Berlin (awp/afp) - Croissance poussive, usines privées de composants, flambée des coûts de l'énergie, avenir des dépenses publiques: le nouveau gouvernement allemand n'a même pas encore pris ses fonctions que les défis économiques s'imposent déjà à son agenda.

Le gouvernement sortant d'Angela Merkel présente mercredi ses nouvelles prévisions de croissance pour 2021, attendues nettement révisées à la baisse par rapport aux estimations du printemps (3,5%).

Dans la première économie européenne, les indicateurs inquiétants s'enchaînent comme autant de signaux adressés au trois partis -sociaux-démocrates, Verts et libéraux- qui négocient actuellement la formation d'une coalition.

Il y a une semaine, les experts des principaux instituts économiques avaient déjà donné le ton tablant désormais sur une hausse du PIB de 2,4% en 2021.

Principale cause: les pénuries de composants et de matières premières qui brident la reprise post-covid du pays particulièrement dépendant de sa puissante industrie exportatrice.

Les carnets de commande des fabricants de voitures ou de machines-outils sont pleins mais les chaînes de production tournent au ralenti, ou sont contraintes à l'arrêt, tandis que la hausse du prix du bois, des plastiques, des métaux, du gaz alourdit la facture.

Fin d'année morose

En septembre, les industriels allemands ont vu leurs coûts grimper de 14,2 % sur un an.
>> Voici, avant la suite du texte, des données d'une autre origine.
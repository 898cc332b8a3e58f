//! The rectangular maze grid and its adjacency rule.
//!
//! A [`Maze`] owns its cells in a flat row-major buffer (by `z`, then `x`).
//! Cloning a maze therefore yields a fully independent copy: no two mazes
//! ever share cell storage.

use crate::cell::MazeCell;
use crate::error::MazeError;
use crate::geom::Position;

/// A non-empty rectangular grid of [`MazeCell`]s.
#[derive(Debug, Clone, PartialEq, Eq)]
#[cfg_attr(feature = "serde", derive(serde::Serialize, serde::Deserialize))]
#[cfg_attr(
    feature = "serde",
    serde(try_from = "Vec<Vec<MazeCell>>", into = "Vec<Vec<MazeCell>>")
)]
pub struct Maze {
    cells: Vec<MazeCell>,
    width: usize,
    height: usize,
}

/// Result of [`Maze::parse`]: the grid plus the optional `S` / `E` markers.
#[derive(Debug, Clone, PartialEq, Eq)]
pub struct ParsedMaze {
    pub maze: Maze,
    pub start: Option<Position>,
    pub end: Option<Position>,
}

impl Maze {
    /// Create an open maze of the given size. Zero dimensions are rejected.
    pub fn new(width: usize, height: usize) -> Result<Self, MazeError> {
        Self::filled(width, height, MazeCell::OPEN)
    }

    /// Create a maze with every cell set to `cell`.
    pub fn filled(width: usize, height: usize, cell: MazeCell) -> Result<Self, MazeError> {
        if width == 0 || height == 0 {
            return Err(MazeError::Empty);
        }
        Ok(Self {
            cells: vec![cell; width * height],
            width,
            height,
        })
    }

    /// Create a maze from rows of cells (`rows[z][x]`).
    ///
    /// Every row must have the width of the first one.
    pub fn from_rows(rows: Vec<Vec<MazeCell>>) -> Result<Self, MazeError> {
        let height = rows.len();
        let width = rows.first().map_or(0, Vec::len);
        if width == 0 {
            return Err(MazeError::Empty);
        }
        let mut cells = Vec::with_capacity(width * height);
        for (row, r) in rows.into_iter().enumerate() {
            if r.len() != width {
                return Err(MazeError::Ragged {
                    row,
                    expected: width,
                    found: r.len(),
                });
            }
            cells.extend(r);
        }
        Ok(Self {
            cells,
            width,
            height,
        })
    }

    /// Parse an ASCII maze.
    ///
    /// `#` is a wall; `.` and space are open; `S` and `E` are open cells
    /// marking the start and end, each at most once. Blank leading and
    /// trailing lines are ignored, lines must all have the same width.
    pub fn parse(s: &str) -> Result<ParsedMaze, MazeError> {
        let mut rows = Vec::new();
        let mut start = None;
        let mut end = None;

        for (z, line) in s.trim_matches('\n').lines().enumerate() {
            let line = line.trim_end_matches('\r');
            let mut row = Vec::with_capacity(line.len());
            for (x, ch) in line.chars().enumerate() {
                let pos = Position::new(x as i32, z as i32);
                let cell = match ch {
                    '#' => MazeCell::WALL,
                    '.' | ' ' => MazeCell::OPEN,
                    'S' | 'E' => {
                        let marker = if ch == 'S' { &mut start } else { &mut end };
                        if let Some(first) = *marker {
                            return Err(MazeError::DuplicateMarker {
                                ch,
                                first,
                                second: pos,
                            });
                        }
                        *marker = Some(pos);
                        MazeCell::OPEN
                    }
                    _ => return Err(MazeError::InvalidRune { ch, pos }),
                };
                row.push(cell);
            }
            rows.push(row);
        }

        Ok(ParsedMaze {
            maze: Self::from_rows(rows)?,
            start,
            end,
        })
    }

    /// Width (number of columns, `x` extent).
    #[inline]
    pub fn width(&self) -> usize {
        self.width
    }

    /// Height (number of rows, `z` extent).
    #[inline]
    pub fn height(&self) -> usize {
        self.height
    }

    /// Total number of cells.
    #[inline]
    pub fn len(&self) -> usize {
        self.cells.len()
    }

    /// Always `false`: a maze has at least one cell.
    #[inline]
    pub fn is_empty(&self) -> bool {
        self.cells.is_empty()
    }

    /// Whether `p` is inside `0 ≤ x < width`, `0 ≤ z < height`.
    #[inline]
    pub fn contains(&self, p: Position) -> bool {
        p.x >= 0 && p.z >= 0 && (p.x as usize) < self.width && (p.z as usize) < self.height
    }

    /// Flat row-major index of `p`, or `None` if out of bounds.
    #[inline]
    pub fn index(&self, p: Position) -> Option<usize> {
        if !self.contains(p) {
            return None;
        }
        Some(p.z as usize * self.width + p.x as usize)
    }

    /// Position of a flat index.
    #[inline]
    pub fn position(&self, idx: usize) -> Position {
        Position::new((idx % self.width) as i32, (idx / self.width) as i32)
    }

    /// The cell at `p`, or `None` if out of bounds.
    pub fn at(&self, p: Position) -> Option<MazeCell> {
        self.index(p).map(|i| self.cells[i])
    }

    /// Whether `p` is an in-bounds wall.
    #[inline]
    pub fn is_wall(&self, p: Position) -> bool {
        self.at(p).is_some_and(|c| c.is_wall)
    }

    /// Whether `p` is in bounds and not a wall.
    #[inline]
    pub fn is_walkable(&self, p: Position) -> bool {
        self.at(p).is_some_and(MazeCell::is_walkable)
    }

    /// Set the wall flag at `p`. Does nothing if out of bounds.
    pub fn set_wall(&mut self, p: Position, is_wall: bool) {
        if let Some(i) = self.index(p) {
            self.cells[i].is_wall = is_wall;
        }
    }

    /// Number of wall cells.
    pub fn count_walls(&self) -> usize {
        self.cells.iter().filter(|c| c.is_wall).count()
    }

    /// Iterate over the rows, north to south.
    pub fn rows(&self) -> impl Iterator<Item = &[MazeCell]> {
        self.cells.chunks(self.width)
    }

    /// Iterate over `(Position, MazeCell)` pairs in row-major order.
    pub fn iter(&self) -> impl Iterator<Item = (Position, MazeCell)> + '_ {
        self.cells
            .iter()
            .enumerate()
            .map(|(i, &c)| (self.position(i), c))
    }

    /// Append the walkable cardinal neighbours of `p` into `buf`, in the
    /// order north, south, west, east. The caller clears `buf` first.
    pub fn neighbors(&self, p: Position, buf: &mut Vec<Position>) {
        buf.extend(
            p.neighbors_4()
                .into_iter()
                .filter(|&n| self.is_walkable(n)),
        );
    }

    /// Check that `p` is a valid endpoint: in bounds and not a wall.
    pub fn check_endpoint(&self, p: Position) -> Result<(), MazeError> {
        match self.at(p) {
            None => Err(MazeError::OutOfBounds(p)),
            Some(c) if c.is_wall => Err(MazeError::OnWall(p)),
            Some(_) => Ok(()),
        }
    }

    /// Check both endpoints of a search.
    pub fn check_endpoints(&self, start: Position, end: Position) -> Result<(), MazeError> {
        self.check_endpoint(start)?;
        self.check_endpoint(end)
    }
}

impl TryFrom<Vec<Vec<MazeCell>>> for Maze {
    type Error = MazeError;

    fn try_from(rows: Vec<Vec<MazeCell>>) -> Result<Self, Self::Error> {
        Self::from_rows(rows)
    }
}

impl From<Maze> for Vec<Vec<MazeCell>> {
    fn from(m: Maze) -> Self {
        m.rows().map(<[MazeCell]>::to_vec).collect()
    }
}

#[cfg(test)]
mod tests {
    use super::*;

    const ROOM: &str = "
#####
#S..#
#.#.#
#..E#
#####
";

    #[test]
    fn parse_markers_and_size() {
        let parsed = Maze::parse(ROOM).unwrap();
        assert_eq!(parsed.maze.width(), 5);
        assert_eq!(parsed.maze.height(), 5);
        assert_eq!(parsed.start, Some(Position::new(1, 1)));
        assert_eq!(parsed.end, Some(Position::new(3, 3)));
        assert_eq!(parsed.maze.count_walls(), 17);
        assert!(parsed.maze.is_wall(Position::new(2, 2)));
    }

    #[test]
    fn parse_rejects_unknown_rune() {
        let err = Maze::parse("#.\n#x").unwrap_err();
        assert_eq!(
            err,
            MazeError::InvalidRune {
                ch: 'x',
                pos: Position::new(1, 1)
            }
        );
    }

    #[test]
    fn parse_rejects_second_marker() {
        let err = Maze::parse("S.E\n..S").unwrap_err();
        assert_eq!(
            err,
            MazeError::DuplicateMarker {
                ch: 'S',
                first: Position::new(0, 0),
                second: Position::new(2, 1)
            }
        );
        assert!(matches!(
            Maze::parse("E..\n.#.\nS.E"),
            Err(MazeError::DuplicateMarker { ch: 'E', .. })
        ));
    }

    #[test]
    fn parse_rejects_ragged_rows() {
        let err = Maze::parse("###\n##\n###").unwrap_err();
        assert_eq!(
            err,
            MazeError::Ragged {
                row: 1,
                expected: 3,
                found: 2
            }
        );
    }

    #[test]
    fn empty_maze_is_rejected() {
        assert_eq!(Maze::new(0, 3).unwrap_err(), MazeError::Empty);
        assert_eq!(Maze::from_rows(vec![]).unwrap_err(), MazeError::Empty);
        assert_eq!(Maze::from_rows(vec![vec![]]).unwrap_err(), MazeError::Empty);
    }

    #[test]
    fn neighbors_filter_bounds_and_walls() {
        let m = Maze::parse(ROOM).unwrap().maze;
        let mut buf = Vec::new();
        m.neighbors(Position::new(1, 1), &mut buf);
        // north and west are walls
        assert_eq!(buf, vec![Position::new(1, 2), Position::new(2, 1)]);

        buf.clear();
        let open = Maze::new(3, 3).unwrap();
        open.neighbors(Position::new(0, 0), &mut buf);
        assert_eq!(buf, vec![Position::new(0, 1), Position::new(1, 0)]);

        buf.clear();
        open.neighbors(Position::new(1, 1), &mut buf);
        assert_eq!(
            buf,
            vec![
                Position::new(1, 0),
                Position::new(1, 2),
                Position::new(0, 1),
                Position::new(2, 1),
            ]
        );
    }

    #[test]
    fn index_round_trip() {
        let m = Maze::new(4, 3).unwrap();
        assert_eq!(m.index(Position::new(2, 1)), Some(6));
        assert_eq!(m.position(6), Position::new(2, 1));
        assert_eq!(m.index(Position::new(4, 0)), None);
        assert_eq!(m.index(Position::new(0, -1)), None);
    }

    #[test]
    fn endpoint_checks() {
        let m = Maze::parse(ROOM).unwrap().maze;
        assert!(m.check_endpoints(Position::new(1, 1), Position::new(3, 3)).is_ok());
        assert_eq!(
            m.check_endpoint(Position::new(0, 0)),
            Err(MazeError::OnWall(Position::new(0, 0)))
        );
        assert_eq!(
            m.check_endpoints(Position::new(1, 1), Position::new(9, 9)),
            Err(MazeError::OutOfBounds(Position::new(9, 9)))
        );
    }

    #[test]
    fn clone_is_independent() {
        let a = Maze::new(3, 3).unwrap();
        let mut b = a.clone();
        b.set_wall(Position::new(1, 1), true);
        assert!(!a.is_wall(Position::new(1, 1)));
        assert!(b.is_wall(Position::new(1, 1)));
    }

    #[test]
    fn rows_and_iter_are_row_major() {
        let m = Maze::parse("#.\n.#").unwrap().maze;
        let rows: Vec<_> = m.rows().collect();
        assert_eq!(rows.len(), 2);
        assert_eq!(rows[0], &[MazeCell::WALL, MazeCell::OPEN]);
        let cells: Vec<_> = m.iter().collect();
        assert_eq!(cells[1], (Position::new(1, 0), MazeCell::OPEN));
        assert_eq!(cells[3], (Position::new(1, 1), MazeCell::WALL));
    }
}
Ils n'avaient pas connu une telle hausse depuis octobre 1974, c'est-à-dire à la suite du premier choc pétrolier.

La production industrielle a plongé de 4% en août sur un mois. Les exportations, qui n'avaient cessé de se redresser depuis la première vague de Covid-19, ont fléchi de 1,2%.
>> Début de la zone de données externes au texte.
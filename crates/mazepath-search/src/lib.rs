//! Search algorithms for maze grids.
//!
//! This crate implements five classic searches over a [`Maze`] with
//! 4-directional, unit-cost movement:
//!
//! - **A\*** with a Manhattan heuristic ([`astar`])
//! - **Breadth-first search** ([`bfs`])
//! - **Depth-first search** ([`dfs`])
//! - **Uniform-cost search** ([`ucs`])
//! - **Iterative-deepening search** ([`ids`])
//!
//! Every search returns a [`SearchResult`]: the path (empty when the goal is
//! unreachable), the exploration trace in expansion order, and timing
//! statistics. [`Comparison`] runs several algorithms over the same maze and
//! ranks them by solve time.
//!
//! [`Maze`]: mazepath_core::Maze

mod algorithm;
mod astar;
mod bfs;
mod compare;
mod dfs;
mod distance;
mod error;
#[cfg(test)]
mod fixtures;
mod ids;
mod node;
mod result;
mod traits;
mod ucs;

pub use algorithm::{Algorithm, UnknownAlgorithm};
pub use astar::astar;
pub use bfs::bfs;
pub use compare::{
    Comparison, ComparisonResult, ComparisonState, MIN_SELECTION, Selection, rank_results,
};
pub use dfs::dfs;
pub use distance::manhattan;
pub use error::SearchError;
pub use ids::ids;
pub use node::{NO_PARENT, NodeArena, SearchNode};
pub use result::{SearchResult, SearchStats};
pub use traits::Pather;
pub use ucs::ucs;
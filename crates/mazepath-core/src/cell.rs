/// One grid cell. Only the wall flag matters to the search engine.
#[derive(Debug, Clone, Copy, PartialEq, Eq, Hash, Default)]
#[cfg_attr(feature = "serde", derive(serde::Serialize, serde::Deserialize))]
#[cfg_attr(feature = "serde", serde(rename_all = "camelCase"))]
pub struct MazeCell {
    /// Impassable if `true`.
    pub is_wall: bool,
}

impl MazeCell {
    /// An open (walkable) cell.
    pub const OPEN: Self = Self { is_wall: false };

    /// A wall cell.
    pub const WALL: Self = Self { is_wall: true };

    /// Create a cell with the given wall flag.
    pub const fn new(is_wall: bool) -> Self {
        Self { is_wall }
    }

    /// Whether a walker may stand on this cell.
    #[inline]
    pub const fn is_walkable(self) -> bool {
        !self.is_wall
    }
}
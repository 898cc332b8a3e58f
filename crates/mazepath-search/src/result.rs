use std::time::Instant;

use mazepath_core::Position;

/// Measured performance of one search run.
#[derive(Debug, Clone, Copy, PartialEq, Default)]
#[cfg_attr(feature = "serde", derive(serde::Serialize, serde::Deserialize))]
#[cfg_attr(feature = "serde", serde(rename_all = "camelCase"))]
pub struct SearchStats {
    /// Wall-clock time of the run in milliseconds, from a monotonic clock.
    pub solve_time_ms: f64,
    /// Always `visited.len()`.
    pub nodes_explored: usize,
    /// Always `path.len()`; 0 when the goal is unreachable.
    pub path_length: usize,
}

/// Output of one search run.
#[derive(Debug, Clone, PartialEq, Default)]
#[cfg_attr(feature = "serde", derive(serde::Serialize, serde::Deserialize))]
pub struct SearchResult {
    /// Start to end inclusive, or empty if no route exists.
    pub path: Vec<Position>,
    /// Every expanded position, in expansion order.
    pub visited: Vec<Position>,
    pub stats: SearchStats,
}

impl SearchResult {
    /// Whether a path to the goal was found.
    #[inline]
    pub fn is_solved(&self) -> bool {
        !self.path.is_empty()
    }
}

/// Exploration trace and clock of a run in progress.
pub(crate) struct Trace {
    started: Instant,
    visited: Vec<Position>,
}

impl Trace {
    pub(crate) fn start() -> Self {
        Self {
            started: Instant::now(),
            visited: Vec::new(),
        }
    }

    /// Number of positions explored so far.
    pub(crate) fn len(&self) -> usize {
        self.visited.len()
    }

    #[inline]
    pub(crate) fn visit(&mut self, p: Position) {
        self.visited.push(p);
    }

    pub(crate) fn solved(self, path: Vec<Position>) -> SearchResult {
        let solve_time_ms = self.started.elapsed().as_secs_f64() * 1000.0;
        SearchResult {
            stats: SearchStats {
                solve_time_ms,
                nodes_explored: self.visited.len(),
                path_length: path.len(),
            },
            path,
            visited: self.visited,
        }
    }

    pub(crate) fn unreachable(self) -> SearchResult {
        self.solved(Vec::new())
    }
}


#[cfg(all(test, feature = "serde"))]
mod serde_tests {
    use super::*;

    #[test]
    fn stats_use_camel_case_keys() {
        let stats = SearchStats {
            solve_time_ms: 1.5,
            nodes_explored: 12,
            path_length: 7,
        };
        let json = serde_json::to_string(&stats).unwrap();
        assert_eq!(
            json,
            r#"{"solveTimeMs":1.5,"nodesExplored":12,"pathLength":7}"#
        );
        let back: SearchStats = serde_json::from_str(&json).unwrap();
        assert_eq!(back, stats);
    }
}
Au dernier trimestre, "l'économie allemande ne devrait pas faire mieux que stagner", prévoit Andrew Kenningham, économiste chez Capital Economics.

"Avec le risque évident qu'elle ne retrouve pas son niveau d'avant la crise (du Covid) cette année", avertit Carsten Brzeski, analyste chez ING.

Le moral des entrepreneurs allemands a reculé en octobre pour le quatrième mois d'affilée.

C'est "un indice pour la coalition naissante" qui va devoir "éviter autant que possible d'imposer des charges supplémentaires à l'économie", juge Jens-Oliver Niklasch, économiste à la banque LBBW.

Si les experts misent sur un regain d'activité en 2022, à condition que la crise mondiale des chaînes d'approvisionnement se résorbe, la dégradation de la conjoncture pèse sur les négociations politiques en cours à Berlin.

L'accord préliminaire de gouvernement entre les trois partis fait figurer en tête des priorités un plan d'investissements massifs, indispensable pour que l'Allemagne décarbone et numérise son économie.

Le montant des dépenses à engager dans la prochaine décennie est évalué entre 30 et 50 milliards d'euros par an, selon différentes estimations.

"Créativité"

Les futurs partenaires de gouvernement ont promis de faire preuve de "créativité" pour dégager les ressources nécessaires mais la voie est étroite: ils se sont engagés à ne pas augmenter, ni créer de nouveaux impôts ; ils veulent aussi revenir au dispositif de "frein à l'endettement", qui empêche l'Etat d'emprunter plus de 0,35% de son PIB chaque année.

Cette règle a été suspendue, comme le permet la constitution, pour affronter la pandémie de coronavirus, à coup de centaines de milliards d'euros d'aides publiques.

Avant de revenir à l'orthodoxie en 2023, plusieurs voix, y compris dans le camp des adeptes de la rigueur, plaident pour un tour de passe-passe budgétaire: gonfler au maximum l'enveloppe des nouveaux emprunts à contracter l'an prochain, dernière année de suspension du frein à l'endettement, pour constituer une cagnotte affectée aux investissements d'avenir.

Autre piste: le gouvernement allemand ne contracterait pas d'emprunts pour son propre budget, mais pour le compte de structures publiques, comme la Banque publique d'investissement (KfW), comptabilisés comme des dépenses "extra-budgétaires".

Le co-patron vert Robert Habeck va jusqu'à imaginer de nouvelles entreprises d'Etat, dédiées à des projets de modernisation comme l'extension du réseau de bornes de recharge pour voitures électriques.

Le temps presse, fait valoir le puissant syndicat de la métallurgie IG Metall, qui appelle les salariés à manifester vendredi dans tout le pays.

"Le prochain gouvernement fédéral peut prêcher la modernisation - mais il doit rapidement faire suivre ces annonces d'actions", juge son chef Jörg Hofmann. "Pour que l'Allemagne reste un pays industriel et car des centaines de milliers d'emplois en dépendent".